- North American box art
- Developer: ICOM Simulations
- Publisher: Sunsoft
- Producer: David Marsh
- Programmer: Mike Garber
- Artists: Jeff Troutman Brian Babendererde
- Composer: Nu Romantic Productions
- Platform: Super NES
- Release: NA: November 1992; JP: December 22, 1992; EU: September 30, 1993; BR: December 1993;
- Genre: Platform
- Mode: Single-player

= Road Runner's Death Valley Rally =

1992 video game

Road Runner's Death Valley Rally (known in Japan as Looney Tunes: Road Runner vs. Wile E. Coyote (LOONEY TUNES ロードランナーvs.ワイリーコヨーテ) and in Europe as Looney Tunes: Road Runner) is a 1992 video game developed by ICOM Simulations and published by Sunsoft for the Super Nintendo Entertainment System. It is based on the Looney Tunes characters Wile E. Coyote and the Road Runner.

== Gameplay ==
Road Runner's Death Valley Rally features side-scrolling platform gameplay. The player controls Road Runner, who must avoid being eaten by Wile E. Coyote. The game consists of five different environments, with each one containing three levels and a boss battle. Coyote has a unique method of ambush for every level, ranging from the Acme Batman outfit to explosives, and for every level there is a cutscene of the contraption failing once the player crosses the finish mark. After every three levels, Road Runner battles against one of Wile E. Coyote's super weapons in a boss fight.

Road Runner has a series of control movements useful to beating the game, including jumping and running. Road Runner can also peck his beak to kill enemies, and can eat bird seeds that give him a burst of turbo speed, allowing him to scale walls. However, turbo speed can only be used a limited number of times, as it depletes the bird seeds; additional turbo speed is gained by consuming more bird seeds. The boost also acts as an invincibility, being able to destroy enemies and resist damage from Coyote. The player can also make Road Runner say "meep-meep!" and make him stick out his tongue, although neither serves a gameplay function.

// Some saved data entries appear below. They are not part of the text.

//! Trade history records and account balance payloads

use crate::timefmt;
use chrono::{DateTime, Utc};
use serde::{Deserialize, Serialize};

/// Side of a history record
#[derive(Debug, Clone, Copy, PartialEq, Eq, Hash, Serialize, Deserialize)]
#[serde(rename_all = "lowercase")]
pub enum TradeType {
    #[serde(alias = "Buy", alias = "买入")]
    Buy,
    #[serde(alias = "Sell", alias = "卖出")]
    Sell,
    /// Account top-up, recorded in the same history as trades
    #[serde(alias = "Deposit", alias = "充值")]
    Deposit,
}

impl TradeType {
    pub fn as_str(&self) -> &'static str {
        match self {
            TradeType::Buy => "buy",
            TradeType::Sell => "sell",
            TradeType::Deposit => "deposit",
        }
    }
}

impl std::fmt::Display for TradeType {
    fn fmt(&self, f: &mut std::fmt::Formatter<'_>) -> std::fmt::Result {
        f.write_str(self.as_str())
    }
}

#[derive(Debug, Clone, Copy, PartialEq, Eq, Hash, Serialize, Deserialize)]
#[serde(rename_all = "lowercase")]
pub enum TradeStatus {
    #[serde(alias = "Success", alias = "成功")]
    Success,
    #[serde(alias = "Failed", alias = "失败")]
    Failed,
    #[serde(alias = "Pending", alias = "处理中")]
    Pending,
}

/// One row of trade history
#[derive(Debug, Clone, PartialEq, Serialize, Deserialize)]
pub struct TradeRecord {
    #[serde(rename = "type")]
    pub trade_type: TradeType,
    pub amount: f64,
    #[serde(default)]
    pub price: Option<f64>,
    #[serde(default)]
    pub node: Option<String>,
    #[serde(deserialize_with = "timefmt::deserialize")]
    pub time: DateTime<Utc>,
    pub status: TradeStatus,
}

/// `GET /trade/history` body
#[derive(Debug, Clone, Deserialize)]
pub struct HistoryResponse {
    /// `null` when the account has no records
    #[serde(default)]
    pub records: Option<Vec<TradeRecord>>,
}

impl HistoryResponse {
    pub fn into_records(self) -> Vec<TradeRecord> {
        self.records.unwrap_or_default()
    }
}

/// `GET /account/balance` body
#[derive(Debug, Clone, Copy, Deserialize)]
pub struct BalanceResponse {
    pub balance: f64,
}
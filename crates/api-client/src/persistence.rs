//! Durable identity storage
//!
//! Uses a sled database so a login survives restarts. The identity is kept
//! under fixed key names and removed on logout.
//!
//! sled holds an exclusive lock on its directory while open, so the database
//! is opened only for the span of one load, save or clear. Several processes
//! can then share one session directory.

use anyhow::Context;
use pbft_trade_types::Identity;
use sled::Db;
use std::path::{Path, PathBuf};
use std::time::Duration;

const TREE_NAME: &str = "session";
const TOKEN_KEY: &str = "token";
const USERNAME_KEY: &str = "username";

/// Attempts at the directory lock before giving up
const LOCK_ATTEMPTS: u32 = 10;
const LOCK_RETRY_DELAY: Duration = Duration::from_millis(20);

/// Persistent store for the session identity
pub struct IdentityStore {
    /// Database directory
    path: PathBuf,
}

impl IdentityStore {
    /// Open or create a store at the given path
    pub fn open<P: AsRef<Path>>(path: P) -> anyhow::Result<Self> {
        let store = Self {
            path: path.as_ref().to_path_buf(),
        };
        // Create the database and fail early on an unusable path
        store.with_tree(|_| Ok(()))?;

        tracing::info!("Opened identity store at {:?}", store.path);

        Ok(store)
    }

    pub fn path(&self) -> &Path {
        &self.path
    }

    /// Save an identity, replacing any previous one
    pub fn save(&self, identity: &Identity) -> anyhow::Result<()> {
        self.with_tree(|session| {
            session.insert(TOKEN_KEY, identity.token.as_bytes())?;
            session.insert(USERNAME_KEY, identity.username.as_bytes())?;
            Ok(())
        })
    }

    /// Load the stored identity; a half-written pair counts as absent
    pub fn load(&self) -> anyhow::Result<Option<Identity>> {
        self.with_tree(|session| {
            let token = session.get(TOKEN_KEY)?;
            let username = session.get(USERNAME_KEY)?;

            match (token, username) {
                (Some(token), Some(username)) => Ok(Some(Identity {
                    token: String::from_utf8(token.to_vec())?,
                    username: String::from_utf8(username.to_vec())?,
                })),
                _ => Ok(None),
            }
        })
    }

    /// Remove the stored identity
    pub fn clear(&self) -> anyhow::Result<()> {
        self.with_tree(|session| {
            session.remove(TOKEN_KEY)?;
            session.remove(USERNAME_KEY)?;
            Ok(())
        })
    }

    /// Run `op` on the session tree, flush, and release the database
    fn with_tree<T>(&self, op: impl FnOnce(&sled::Tree) -> anyhow::Result<T>) -> anyhow::Result<T> {
        let db = self.open_db()?;
        let session = db.open_tree(TREE_NAME)?;
        let value = op(&session)?;
        db.flush()?;
        Ok(value)
    }

    // Another process may hold the lock for the length of one operation.
    fn open_db(&self) -> anyhow::Result<Db> {
        let mut attempt = 1;
        loop {
            match sled::open(&self.path) {
                Ok(db) => return Ok(db),
                Err(sled::Error::Io(e)) if attempt < LOCK_ATTEMPTS => {
                    tracing::debug!("Identity store busy ({}); retrying", e);
                    attempt += 1;
                    std::thread::sleep(LOCK_RETRY_DELAY);
                }
                Err(e) => {
                    return Err(e).with_context(|| {
                        format!("identity store at {:?} is unavailable", self.path)
                    })
                }
            }
        }
    }
}
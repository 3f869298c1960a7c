//! Terminal rendering of the reconciled state

use pbft_consensus_view::ReconciledState;
use pbft_trade_types::{timefmt::HISTORY_TIME_FORMAT, ConsensusResult, TradeRecord};

fn result_line(result: &ConsensusResult) -> String {
    let tally = result.tally();
    let mut line = format!(
        "tx {} {:?} (commit {}, precommit {}, reject {}; seq {})",
        result.tx_id, result.status, tally.commit, tally.precommit, tally.reject, result.sequence
    );
    if let Some(reason) = &result.failed_reason {
        line.push_str(&format!(": {}", reason));
    }
    line
}

/// One line per published change
pub fn summary(state: &ReconciledState) -> String {
    let mut parts = Vec::new();

    parts.push(match &state.result {
        Some(result) => result_line(result),
        None => "no consensus result".to_string(),
    });
    parts.push(match &state.block {
        Some(block) => format!("block #{} ({} txs)", block.height, block.confirmed_count),
        None => "no block".to_string(),
    });
    if let Some(balance) = state.balance {
        parts.push(format!("balance {:.2}", balance));
    }
    parts.push(format!("{} history records", state.history.len()));

    let mut line = parts.join(" | ");

    let stale: Vec<&str> = [
        ("balance", state.stale.balance),
        ("history", state.stale.history),
        ("consensus", state.stale.consensus),
    ]
    .iter()
    .filter(|(_, stale)| *stale)
    .map(|(name, _)| *name)
    .collect();
    if !stale.is_empty() {
        line.push_str(&format!(" [stale: {}]", stale.join(", ")));
    }
    if state.auth_required {
        line.push_str(" [login required]");
    }
    line
}

pub fn history_row(record: &TradeRecord) -> String {
    format!(
        "{}  {:<7} {:>10.2}  {:>8}  {:<10} {:?}",
        record.time.format(HISTORY_TIME_FORMAT),
        record.trade_type.as_str(),
        record.amount,
        record
            .price
            .map(|p| format!("{:.2}", p))
            .unwrap_or_else(|| "-".to_string()),
        record.node.as_deref().unwrap_or("-"),
        record.status
    )
}
//! Shared types for the PBFT trade client
//!
//! This crate holds the data model observed by the client:
//! - Consensus results, validator votes and confirmed blocks
//! - Trade history records and balance snapshots
//! - Push-channel events, decoded once at the channel boundary

pub mod consensus;
pub mod error;
pub mod event;
pub mod snapshot;
pub mod timefmt;
pub mod trade;

pub use consensus::{
    Block, BlockWire, ConfirmedTxs, ConsensusResult, ConsensusResultWire, ConsensusStatus,
    ValidatorVote, Vote, VoteTally,
};
pub use error::DecodeError;
pub use event::{BlockEvent, CommitEvent, ConsensusEvent, VoteEvent};
pub use snapshot::{ConsensusSnapshot, Snapshot, SnapshotKind};
pub use trade::{BalanceResponse, HistoryResponse, TradeRecord, TradeStatus, TradeType};

/// Opaque session identity attached to every authenticated request
#[derive(Clone, PartialEq, Eq, serde::Serialize, serde::Deserialize)]
pub struct Identity {
    /// Opaque bearer token, never inspected by the client
    pub token: String,
    /// Username the token was issued for
    pub username: String,
}

impl Identity {
    pub fn new(token: impl Into<String>, username: impl Into<String>) -> Self {
        Self {
            token: token.into(),
            username: username.into(),
        }
    }
}

// Keep tokens out of logs.
impl std::fmt::Debug for Identity {
    fn fmt(&self, f: &mut std::fmt::Formatter<'_>) -> std::fmt::Result {
        f.debug_struct("Identity")
            .field("token", &"<redacted>")
            .field("username", &self.username)
            .finish()
    }
}
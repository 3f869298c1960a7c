//! Event channel - the single push connection to the consensus feed
//!
//! Runs the connection state machine
//! `Disconnected -> Connecting -> Connected -> Reconnecting -> Connecting ...`
//! on a background task, decodes frames into [`ConsensusEvent`]s and fans
//! them out to subscribers in arrival order. A malformed frame is treated as
//! a transport fault: the connection is closed and re-established.

use crate::backoff::Backoff;
use crate::subscriptions::{SubscriptionId, Subscribers};
use crate::types::{ChannelConfig, ChannelState, ChannelStatus};
use futures_util::{SinkExt, StreamExt};
use parking_lot::Mutex;
use pbft_api_client::Session;
use pbft_trade_types::ConsensusEvent;
use std::sync::atomic::{AtomicBool, Ordering};
use std::sync::Arc;
use std::time::Duration;
use thiserror::Error;
use tokio::net::TcpStream;
use tokio::sync::watch;
use tokio::task::JoinHandle;
use tokio_tungstenite::tungstenite::client::IntoClientRequest;
use tokio_tungstenite::tungstenite::http::{header::AUTHORIZATION, HeaderValue};
use tokio_tungstenite::tungstenite::Message;
use tokio_tungstenite::{connect_async, MaybeTlsStream, WebSocketStream};

type WsStream = WebSocketStream<MaybeTlsStream<TcpStream>>;

#[derive(Error, Debug)]
pub enum ChannelError {
    /// `stop()` was called; build a new channel to connect again
    #[error("channel has been stopped")]
    Stopped,

    #[error("channel already started")]
    AlreadyStarted,

    #[error("invalid channel url: {0}")]
    InvalidUrl(String),
}

enum Lifecycle {
    Idle,
    Running(JoinHandle<()>),
    Stopped,
}

/// State shared with the connection task
struct Shared {
    subscribers: Subscribers<ConsensusEvent>,
    status: watch::Sender<ChannelStatus>,
    stopped: AtomicBool,
}

impl Shared {
    fn set_state(&self, state: ChannelState, new_connection: bool) {
        let stopped = &self.stopped;
        let changed = self.status.send_if_modified(|status| {
            // stop() owns the final state
            if stopped.load(Ordering::SeqCst) {
                return false;
            }
            if new_connection {
                status.epoch += 1;
            }
            status.state = state;
            true
        });
        if changed {
            tracing::debug!("Consensus channel state: {:?}", state);
        }
    }

    /// Read frames until the connection ends; returns why it ended
    async fn read_frames(&self, ws_stream: WsStream, idle_timeout: Option<Duration>) -> String {
        let (mut ws_sender, mut ws_receiver) = ws_stream.split();
        let mut pinged = false;

        loop {
            let next = match idle_timeout {
                Some(limit) => match tokio::time::timeout(limit / 2, ws_receiver.next()).await {
                    Ok(next) => next,
                    Err(_) if !pinged => {
                        // Any reply, a pong included, proves the link is alive
                        pinged = true;
                        if let Err(e) = ws_sender.send(Message::Ping(Vec::new())).await {
                            return format!("ping failed: {}", e);
                        }
                        continue;
                    }
                    Err(_) => return format!("no frames for {}ms", limit.as_millis()),
                },
                None => ws_receiver.next().await,
            };
            let Some(msg) = next else {
                break;
            };
            pinged = false;

            let decoded = match msg {
                Ok(Message::Text(text)) => ConsensusEvent::decode(&text),
                Ok(Message::Binary(data)) => ConsensusEvent::decode_bytes(&data),
                Ok(Message::Close(_)) => return "server closed connection".to_string(),
                // Pings are answered by tungstenite itself
                Ok(_) => continue,
                Err(e) => return format!("websocket error: {}", e),
            };

            match decoded {
                Ok(event) => {
                    tracing::trace!("Consensus event: {:?}", event);
                    self.subscribers.notify(&event);
                }
                Err(e) => {
                    tracing::warn!("Dropping malformed consensus frame: {}", e);
                    let _ = ws_sender.send(Message::Close(None)).await;
                    return format!("malformed frame: {}", e);
                }
            }
        }

        "stream ended".to_string()
    }
}

/// Owner of the push connection
pub struct EventChannel {
    config: ChannelConfig,
    /// Identity sent with the handshake, if any
    session: Option<Session>,
    shared: Arc<Shared>,
    lifecycle: Mutex<Lifecycle>,
}

impl EventChannel {
    pub fn new(config: ChannelConfig) -> Self {
        let (status, _) = watch::channel(ChannelStatus::default());
        Self {
            config,
            session: None,
            shared: Arc::new(Shared {
                subscribers: Subscribers::new(),
                status,
                stopped: AtomicBool::new(false),
            }),
            lifecycle: Mutex::new(Lifecycle::Idle),
        }
    }

    /// Send the session's bearer token with each handshake
    pub fn with_session(mut self, session: Session) -> Self {
        self.session = Some(session);
        self
    }

    /// Register a handler for decoded events
    pub fn subscribe<F>(&self, handler: F) -> SubscriptionId
    where
        F: Fn(&ConsensusEvent) + Send + Sync + 'static,
    {
        self.shared.subscribers.subscribe(handler)
    }

    pub fn unsubscribe(&self, subscription_id: SubscriptionId) -> bool {
        self.shared.subscribers.unsubscribe(subscription_id)
    }

    pub fn status(&self) -> ChannelStatus {
        *self.shared.status.borrow()
    }

    /// Receiver for status changes; intermediate states may be coalesced
    pub fn watch_status(&self) -> watch::Receiver<ChannelStatus> {
        self.shared.status.subscribe()
    }

    /// Start connecting in the background. Must run inside a tokio runtime.
    pub fn start(&self) -> Result<(), ChannelError> {
        let mut lifecycle = self.lifecycle.lock();
        match *lifecycle {
            Lifecycle::Running(_) => return Err(ChannelError::AlreadyStarted),
            Lifecycle::Stopped => return Err(ChannelError::Stopped),
            Lifecycle::Idle => {}
        }

        self.config
            .url
            .as_str()
            .into_client_request()
            .map_err(|e| ChannelError::InvalidUrl(e.to_string()))?;

        let shared = self.shared.clone();
        let config = self.config.clone();
        let session = self.session.clone();
        let handle = tokio::spawn(async move {
            run_connection(shared, config, session).await;
        });

        *lifecycle = Lifecycle::Running(handle);
        tracing::info!("Consensus channel started for {}", self.config.url);
        Ok(())
    }

    /// Stop for good. No event is delivered after this returns, and a
    /// pending reconnect timer is cancelled.
    pub fn stop(&self) {
        self.shared.stopped.store(true, Ordering::SeqCst);
        // Waits out a delivery already in progress
        self.shared.subscribers.close();

        let previous = std::mem::replace(&mut *self.lifecycle.lock(), Lifecycle::Stopped);
        if let Lifecycle::Running(handle) = previous {
            handle.abort();
        }

        self.shared
            .status
            .send_modify(|status| status.state = ChannelState::Disconnected);
        tracing::info!("Consensus channel stopped");
    }

    pub fn is_stopped(&self) -> bool {
        self.shared.stopped.load(Ordering::SeqCst)
    }
}

impl Drop for EventChannel {
    fn drop(&mut self) {
        if let Lifecycle::Running(handle) = &*self.lifecycle.lock() {
            handle.abort();
        }
    }
}

async fn connect(config: &ChannelConfig, session: Option<&Session>) -> anyhow::Result<WsStream> {
    let mut request = config.url.as_str().into_client_request()?;
    if let Some(identity) = session.and_then(Session::current_identity) {
        let value = HeaderValue::from_str(&format!("Bearer {}", identity.token))?;
        request.headers_mut().insert(AUTHORIZATION, value);
    }

    let (ws_stream, _) = tokio::time::timeout(config.handshake_timeout, connect_async(request))
        .await
        .map_err(|_| anyhow::anyhow!("handshake timed out"))??;
    Ok(ws_stream)
}

async fn run_connection(shared: Arc<Shared>, config: ChannelConfig, session: Option<Session>) {
    let mut backoff = Backoff::new(
        config.initial_backoff,
        config.max_backoff,
        config.backoff_multiplier,
        config.jitter,
    );

    loop {
        shared.set_state(ChannelState::Connecting, false);

        match connect(&config, session.as_ref()).await {
            Ok(ws_stream) => {
                backoff.reset();
                shared.set_state(ChannelState::Connected, true);
                tracing::info!("Connected to consensus feed at {}", config.url);

                let reason = shared.read_frames(ws_stream, config.idle_timeout).await;
                tracing::warn!("Consensus feed connection lost: {}", reason);
            }
            Err(e) => {
                tracing::warn!("Handshake with {} failed: {}", config.url, e);
            }
        }

        shared.set_state(ChannelState::Reconnecting, false);
        let delay = backoff.next_delay();
        tracing::info!(
            "Reconnecting to consensus feed in {}ms (attempt {})",
            delay.as_millis(),
            backoff.attempts()
        );
        tokio::time::sleep(delay).await;
    }
}
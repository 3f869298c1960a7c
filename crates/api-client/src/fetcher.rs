//! Snapshot fetcher - on-demand pulls of full-replacement state
//!
//! Fetches never touch shared state and never retry; the caller decides
//! what to do with the result.

use crate::client::ApiClient;
use crate::error::ApiError;
use async_trait::async_trait;
use pbft_trade_types::{
    BalanceResponse, BlockWire, ConsensusResultWire, ConsensusSnapshot, HistoryResponse, Snapshot,
    SnapshotKind, TradeRecord,
};

/// Source of REST snapshots
#[async_trait]
pub trait SnapshotFetcher: Send + Sync {
    async fn fetch_balance(&self) -> Result<f64, ApiError>;

    async fn fetch_history(&self) -> Result<Vec<TradeRecord>, ApiError>;

    /// Latest consensus result together with the latest block
    async fn fetch_consensus(&self) -> Result<ConsensusSnapshot, ApiError>;

    async fn fetch(&self, kind: SnapshotKind) -> Result<Snapshot, ApiError> {
        match kind {
            SnapshotKind::Balance => self.fetch_balance().await.map(Snapshot::Balance),
            SnapshotKind::History => self.fetch_history().await.map(Snapshot::History),
            SnapshotKind::Consensus => self.fetch_consensus().await.map(Snapshot::Consensus),
        }
    }
}

#[async_trait]
impl SnapshotFetcher for ApiClient {
    async fn fetch_balance(&self) -> Result<f64, ApiError> {
        let response: BalanceResponse = self.get_json("account/balance", &[]).await?;
        Ok(response.balance)
    }

    async fn fetch_history(&self) -> Result<Vec<TradeRecord>, ApiError> {
        let response: HistoryResponse = self.get_json("trade/history", &[]).await?;
        Ok(response.into_records())
    }

    async fn fetch_consensus(&self) -> Result<ConsensusSnapshot, ApiError> {
        let (result, block) = tokio::try_join!(
            self.get_json::<ConsensusResultWire>("pbft/result", &[]),
            self.get_json::<BlockWire>("pbft/block", &[]),
        )?;

        Ok(ConsensusSnapshot {
            results: result.into_result().into_iter().collect(),
            block: block.into_block(),
        })
    }
}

Throughout the levels, there are four kinds of flags that players can find and raise. Flags award points and act checkpoints if the player loses a life. Flags worth more points are rare (appearing once or twice per level), while the flags worth the least points are more plentiful (appearing 4-8 times in each level). The levels also include road signs, which can indicate the direction of the level's endpoint, warn of danger, or hint to special items or hidden areas.

== Reception ==

Road Runner's Death Valley Rally received average critical reception. Entertainment Weeklys Lou Kesten found it to be a fun, fast-paced game similar to Mario, stating that it evokes the classic Warner Bros. cartoons from the 1950s.

Super Plays Jonathan Davies criticized the game's platforming levels, horrible controls, poor collision detection, lack of a password feature, and high difficulty. Official Nintendo Magazine described the game as a disaster, finding little to praise outside its graphics. They criticized the gameplay, highlighting how the sprites are too big for the screen compared to the platforms which results in trial and error as players try to guess platform's locations and eliminates any feeling of speed. They found the game to be dull, tedious, and frustrating.

Nintendo Power ranked the game 10# in their Top SNES Games of 1992 writing: "The feeling of the classic cartoon is captured through great character animations, sampled sounds and hilarious defeat scenes for Wile E. Coyote."

Review scores
| Publication | Score |
|---|---|
| Computer and Video Games | 70/100 |
| Electronic Gaming Monthly | 8/10, 9/10, 8/10, 8/10 |
| Famitsu | 7/10, 6/10, 6/10, 6/10 |
| GameFan | 86%, 84%, 78%, 74% |
| GamesMaster | 49% |
| Official Nintendo Magazine | 39/100 |
| Super Play | 42% |
| Total! | (UK) 75% (DE) 2 |
| VideoGames & Computer Entertainment | 8/10 |
| Control | 60% |
| Electronic Games | 92% |
| Entertainment Weekly | B |
| Hippon Super! | 6/10 |
| Marukatsu Super Famicom | 9/10, 7/10, 6/10, 6/10 |
| N-Force | 89/100 |
| Nintendo Game Zone | 60/100 |
| SNES Force | 84% |
| Super Action | 88% |
| The Super Famicom | 60/100 |
| Super Pro | 82/100 |

== Cancelled sequel ==
A sequel, titled Wile E's Revenge, was in development by Software Creations and was planned as a follow-up to Death Valley Ralley. Unlike the first game, the sequel would allow the user to control Wile E. Coyote as he chases the Road Runner. The game was cancelled because of Sun Corporation of America's bankruptcy in 1995.